Abstract

This retrospective study is to compare the follicular mild stimulation and luteal simulation protocols for poor responders undergoing in vitro fertilization (IVF). A total of 131 women were diagnosed as poor responders. Thirty-three women started ovarian stimulation in early-luteal phase and 98 women started in early follicular phase with 100 mg/d clomiphene citrate and 75–150 IU/d HMG. There were more oocytes retrieved (2.8 ± 2.0 versus 2.0 ± 1.2, p < 0.05), more available embryos (1.8 ± 1.4 versus 1.3 ± 1.1, p < 0.05) and top-quality embryos (0.9 ± 0.9 versus 0.4 ± 0.6, p < 0.05), and reduced cycle cancellation rate (12.1% versus 30.6%, p < 0.05) in luteal group than in follicular group.

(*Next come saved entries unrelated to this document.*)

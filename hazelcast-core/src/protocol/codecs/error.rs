//! Error response codec.
//!
//! A failed request is answered with a message of type
//! [`EXCEPTION_MESSAGE_TYPE`] holding the server-side cause chain, outermost
//! first.

use bytes::BufMut;

use super::builtin::*;
use crate::error::{HazelcastError, Result};
use crate::protocol::constants::*;
use crate::protocol::{ClientMessage, Frame};

/// Protocol error codes the client core reacts to.
pub mod error_codes {
    /// Authentication failure.
    pub const AUTHENTICATION: i32 = 3;
    /// Caller is not a member.
    pub const CALLER_NOT_MEMBER: i32 = 8;
    /// Member not active (starting or shutting down).
    pub const HAZELCAST_INSTANCE_NOT_ACTIVE: i32 = 19;
    /// I/O failure.
    pub const IO: i32 = 22;
    /// Illegal state.
    pub const ILLEGAL_STATE: i32 = 27;
    /// Invalid configuration.
    pub const INVALID_CONFIGURATION: i32 = 32;
    /// Member left the cluster during the operation.
    pub const MEMBER_LEFT: i32 = 33;
    /// Operation timed out on the member.
    pub const OPERATION_TIMEOUT: i32 = 38;
    /// Partition is migrating.
    pub const PARTITION_MIGRATING: i32 = 39;
    /// Generic retryable failure.
    pub const RETRYABLE_HAZELCAST: i32 = 46;
    /// Retryable I/O failure.
    pub const RETRYABLE_IO: i32 = 47;
    /// Target member disconnected.
    pub const TARGET_DISCONNECTED: i32 = 52;
    /// Target is not a member.
    pub const TARGET_NOT_MEMBER: i32 = 53;
    /// Request reached the wrong member.
    pub const WRONG_TARGET: i32 = 62;
    /// Operation state is indeterminate.
    pub const INDETERMINATE_OPERATION_STATE: i32 = 80;
    /// Replication could not be performed.
    pub const CANNOT_REPLICATE: i32 = 90;
}

/// One element of the server-side cause chain.
#[derive(Debug, Clone, PartialEq, Eq)]
pub struct ErrorHolder {
    /// Protocol error code.
    pub error_code: i32,
    /// Server-side exception class name.
    pub class_name: String,
    /// Server-side message.
    pub message: Option<String>,
}

impl ErrorHolder {
    /// Creates an error holder.
    pub fn new(error_code: i32, class_name: impl Into<String>, message: Option<String>) -> Self {
        Self {
            error_code,
            class_name: class_name.into(),
            message,
        }
    }
}

/// Builds an error response; used by member-side test doubles.
pub fn encode_error_response(correlation_id: i64, holders: &[ErrorHolder]) -> ClientMessage {
    let mut message = ClientMessage::create_for_response(EXCEPTION_MESSAGE_TYPE, correlation_id, 0);
    message.add_frame(Frame::begin_frame());
    for holder in holders {
        message.add_frame(Frame::begin_frame());
        let mut fixed = Frame::default();
        fixed.content.put_i32_le(holder.error_code);
        message.add_frame(fixed);
        encode_string(&mut message, &holder.class_name);
        encode_nullable_string(&mut message, holder.message.as_deref());
        // empty stack trace
        encode_string_list(&mut message, &[]);
        message.add_frame(Frame::end_frame());
    }
    message.add_frame(Frame::end_frame());
    message
}

/// Decodes the cause chain from an error response.
pub fn decode_error_response(message: &ClientMessage) -> Result<Vec<ErrorHolder>> {
    let mut iter = message.frame_iter();
    initial_content(&mut iter)?;

    let expect_begin = |frame: Option<&Frame>| {
        if frame.map(|f| f.is_begin_data_structure()).unwrap_or(false) {
            Ok(())
        } else {
            Err(HazelcastError::Protocol("malformed error response".into()))
        }
    };

    expect_begin(iter.next())?;
    let mut holders = Vec::new();
    while let Some(frame) = iter.peek() {
        if frame.is_end_data_structure() {
            iter.next();
            return Ok(holders);
        }
        expect_begin(iter.next())?;
        let error_code = decode_i32(initial_content(&mut iter)?, 0)?;
        let class_name = decode_string(&mut iter)?;
        let message = decode_nullable_string(&mut iter)?;
        iter.skip_to_struct_end();
        holders.push(ErrorHolder {
            error_code,
            class_name,
            message,
        });
    }
    Err(HazelcastError::Protocol("unterminated error response".into()))
}

#[cfg(test)]
mod tests {
    use super::*;

    #[test]
    fn test_cause_chain_survives_encoding() {
        let holders = vec![
            ErrorHolder::new(
                error_codes::TARGET_NOT_MEMBER,
                "com.hazelcast.spi.exception.TargetNotMemberException",
                Some("Not Member! target: 10.0.0.2:5701".to_string()),
            ),
            ErrorHolder::new(error_codes::IO, "java.io.IOException", None),
        ];
        let message = encode_error_response(12, &holders);
        assert_eq!(message.message_type(), Some(EXCEPTION_MESSAGE_TYPE));
        assert_eq!(message.correlation_id(), Some(12));
        assert_eq!(decode_error_response(&message).unwrap(), holders);
    }

    #[test]
    fn test_empty_chain() {
        let message = encode_error_response(1, &[]);
        assert!(decode_error_response(&message).unwrap().is_empty());
    }

    #[test]
    fn test_truncated_response_is_rejected() {
        let message = ClientMessage::create_for_response(EXCEPTION_MESSAGE_TYPE, 1, 0);
        assert!(decode_error_response(&message).is_err());
    }
}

The clinical pregnancy (17.7%, 20.0% and 41.2%) and live-birth rates (10.78%, 20.0% and 29.4%) after transferring embryos obtained from luteal, follicular and mixed stages were comparable (p > 0.05). For poor responders, luteal phase stimulation could be an option because of increasing the chance to obtain competent embryos and reducing the cycle cancellation rate.